2. Understand the Strategic Role of Security for Costs

Although security for costs applications are relatively uncommon in adjudication enforcement proceedings, they may arise where there are genuine concerns regarding solvency, recoverability of costs, or parallel substantive proceedings.

 

In the TCC, timeframes are tight, and decisions are typically reached within weeks.

 

However, if you are defending against an enforcement action brought by a counterparty whose financial position is precarious, seeking an order for security for costs can protect your business from spending money on legal fees that you may never recover.

 

In appropriate cases, it may influence the commercial dynamics of the dispute and encourage earlier resolution.

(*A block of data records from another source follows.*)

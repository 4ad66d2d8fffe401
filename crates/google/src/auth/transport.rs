//! Authorization code transports
//!
//! The interactive part of the OAuth flow needs the authorization code the
//! provider hands back after consent. Two strategies deliver it:
//! - [`LoopbackTransport`]: a local HTTP listener receives the redirect
//! - [`ManualTransport`]: the user pastes the code (or the whole redirect URL)

use log::{debug, warn};
use std::io::{self, BufRead, BufReader, Stdin, Stdout, Write};
use std::net::{TcpListener, TcpStream};
use std::time::Duration;
use url::Url;

use super::secrets::ClientSecrets;
use crate::error::{Error, Result};

/// Delivers an authorization code for a prepared authorization URL
pub trait AuthorizationTransport {
    /// Redirect URI registered with the authorization request
    fn redirect_uri(&self, secrets: &ClientSecrets) -> String;

    /// Present the authorization URL to the user and wait for the code
    fn receive_code(&mut self, authorization_url: &str) -> Result<String>;
}

/// How long an accepted connection may stay silent before it is dropped
const CALLBACK_READ_TIMEOUT: Duration = Duration::from_secs(5);

/// Receives the OAuth redirect on a local TCP listener
pub struct LoopbackTransport {
    listener: TcpListener,
    port: u16,
    open_browser: bool,
    read_timeout: Duration,
}

impl LoopbackTransport {
    /// Bind an ephemeral port on the loopback interface
    pub fn bind() -> io::Result<Self> {
        let listener = TcpListener::bind("127.0.0.1:0")?;
        let port = listener.local_addr()?.port();
        Ok(Self {
            listener,
            port,
            open_browser: true,
            read_timeout: CALLBACK_READ_TIMEOUT,
        })
    }

    pub fn port(&self) -> u16 {
        self.port
    }

    /// Whether to launch the system browser on the authorization URL
    pub fn open_browser(mut self, open_browser: bool) -> Self {
        self.open_browser = open_browser;
        self
    }

    /// Per-connection read timeout while waiting for the redirect
    pub fn read_timeout(mut self, read_timeout: Duration) -> Self {
        self.read_timeout = read_timeout;
        self
    }
}

impl AuthorizationTransport for LoopbackTransport {
    fn redirect_uri(&self, _secrets: &ClientSecrets) -> String {
        format!("http://localhost:{}/", self.port)
    }

    fn receive_code(&mut self, authorization_url: &str) -> Result<String> {
        println!("\n=== Google Authentication Required ===");
        if self.open_browser {
            println!("Opening browser for authentication...");
            if let Err(e) = open::that(authorization_url) {
                warn!("Failed to open browser: {}. Please open the URL manually.", e);
            }
        }
        println!("If the browser doesn't open, visit: {}", authorization_url);
        println!("Waiting for authorization...");

        loop {
            let (mut stream, peer) = self.listener.accept()?;
            debug!("OAuth callback connection from {}", peer);
            let handled = stream
                .set_read_timeout(Some(self.read_timeout))
                .and_then(|()| handle_callback(&mut stream));
            match handled {
                Ok(Some(outcome)) => return outcome,
                Ok(None) => {}
                // A reset or silent socket must not cancel the login
                Err(e) => warn!("Dropping OAuth callback connection from {}: {}", peer, e),
            }
        }
    }
}

/// Read one callback request; `None` when it carried neither code nor error
fn handle_callback(stream: &mut TcpStream) -> io::Result<Option<Result<String>>> {
    let mut request_line = String::new();
    {
        let mut reader = BufReader::new(&*stream);
        reader.read_line(&mut request_line)?;
        // Drain the headers so closing the socket doesn't reset the connection
        let mut header = String::new();
        while reader.read_line(&mut header)? > 0 && !header.trim().is_empty() {
            header.clear();
        }
    }

    // Format: GET /?code=AUTH_CODE&scope=... HTTP/1.1
    let query = request_line
        .split_whitespace()
        .nth(1)
        .and_then(|path| Url::parse(&format!("http://localhost{}", path)).ok());

    let mut code = None;
    let mut error = None;
    if let Some(url) = &query {
        for (name, value) in url.query_pairs() {
            match name.as_ref() {
                "code" => code = Some(value.into_owned()),
                "error" => error = Some(value.into_owned()),
                _ => {}
            }
        }
    }

    let (status, body, outcome) = match (code, error) {
        (_, Some(err)) => (
            "400 Bad Request",
            "Authentication failed. Please try again.",
            Some(Err(Error::Auth(format!("OAuth error: {}", err)))),
        ),
        (Some(code), None) => (
            "200 OK",
            "Authentication successful! You can close this window.",
            Some(Ok(code)),
        ),
        // favicon and other stray requests
        (None, None) => ("404 Not Found", "Not found.", None),
    };

    let response = format!(
        "HTTP/1.1 {}\r\nContent-Type: text/html\r\nConnection: close\r\n\r\n<html><body><h1>{}</h1></body></html>",
        status, body
    );
    stream.write_all(response.as_bytes()).ok();
    stream.flush().ok();

    Ok(outcome)
}

/// Prints the authorization URL and reads back a pasted code or redirect URL
pub struct ManualTransport<R, W> {
    input: R,
    output: W,
}

impl<R: BufRead, W: Write> ManualTransport<R, W> {
    pub fn new(input: R, output: W) -> Self {
        Self { input, output }
    }
}

impl ManualTransport<BufReader<Stdin>, Stdout> {
    /// Console-backed transport
    pub fn stdio() -> Self {
        Self::new(BufReader::new(io::stdin()), io::stdout())
    }
}

impl<R: BufRead, W: Write> AuthorizationTransport for ManualTransport<R, W> {
    fn redirect_uri(&self, secrets: &ClientSecrets) -> String {
        secrets
            .redirect_uris
            .first()
            .cloned()
            .unwrap_or_else(|| "http://localhost".to_string())
    }

    fn receive_code(&mut self, authorization_url: &str) -> Result<String> {
        let rule = "=".repeat(70);
        writeln!(self.output, "\n{rule}")?;
        writeln!(self.output, "  MANUAL AUTHENTICATION REQUIRED")?;
        writeln!(self.output, "{rule}")?;
        writeln!(self.output, "\n1. Open this URL in your browser:")?;
        writeln!(self.output, "\n   {authorization_url}")?;
        writeln!(
            self.output,
            "\n2. After authorizing, you'll be redirected to a URL like:"
        )?;
        writeln!(self.output, "   http://localhost/?code=AUTHORIZATION_CODE&scope=...")?;
        writeln!(
            self.output,
            "\n3. Paste either the code or the full redirect URL below"
        )?;
        writeln!(self.output, "{rule}\n")?;
        write!(self.output, "Authorization code or redirect URL: ")?;
        self.output.flush()?;

        let mut line = String::new();
        self.input.read_line(&mut line)?;

        extract_authorization_code(&line).inspect_err(|e| {
            let _ = writeln!(self.output, "ERROR: {e}");
        })
    }
}

/// Pull the authorization code out of pasted text
///
/// Accepts a bare code, a full redirect URL (`http://localhost:8080/?code=...`)
/// or just its query string (`?code=...&scope=...`). An `error` parameter in
/// the redirect is reported as an authentication failure.
pub fn extract_authorization_code(input: &str) -> Result<String> {
    let input = input.trim();
    if input.is_empty() {
        return Err(Error::InvalidAuthorizationInput);
    }

    if let Ok(url) = Url::parse(input) {
        return code_from_query(url.query().unwrap_or_default());
    }

    if input.contains("code=") || input.contains("error=") {
        let query = input.rsplit_once('?').map_or(input, |(_, query)| query);
        return code_from_query(query);
    }

    if input.contains(char::is_whitespace) {
        return Err(Error::InvalidAuthorizationInput);
    }

    Ok(input.to_string())
}

fn code_from_query(query: &str) -> Result<String> {
    let mut code = None;
    for (name, value) in url::form_urlencoded::parse(query.as_bytes()) {
        match name.as_ref() {
            "error" => return Err(Error::Auth(format!("OAuth error: {}", value))),
            "code" if !value.is_empty() => code = Some(value.into_owned()),
            _ => {}
        }
    }
    code.ok_or(Error::InvalidAuthorizationInput)
}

3. Use Commercial Pressure Before Formal Enforcement

TCC enforcement moves quickly, but court proceedings are not the only mechanism for securing payment.

 

Well-structured without-prejudice proposals, commercial settlement frameworks, and early strategic correspondence can often resolve a deadlock before formal proceedings are issued.

 

This approach can save weeks of disruption, significant legal expenditure, and internal management distraction.

 

Savvy professionals understand that legal force is most effective when deployed with precision rather than emotion.

 

The Path Forward

 

In high-value construction disputes, the strongest outcomes are rarely achieved through emotional escalation. They are achieved when legal strategy is aligned with commercial reality.

 

A barrister’s role should not simply be to prolong litigation or win an abstract argument. The real value lies in structuring a path that protects cash flow, limits exposure, and secures the best commercial outcome with the least operational risk.

 

If you are currently managing an unenforced adjudication decision, or anticipating a TCC enforcement challenge, obtaining strategic advice early can materially change the trajectory of your project.

 

I would be happy to discuss this further if it applies to your project.

contact us

Contact Samuel Okoronkwo

Get in touch today to speak directly with Samuel Okoronkwo for expert legal advice and assistance.

about-section-image

Blog

Related Articles

Make an Enquiry

Call us – Mon-Fri 8:30am – 6:30pm

call-icon-black

+44 (0) 20 3034 0077

[contact-form-7 id="4ff7f90" title="Enquiry Form"]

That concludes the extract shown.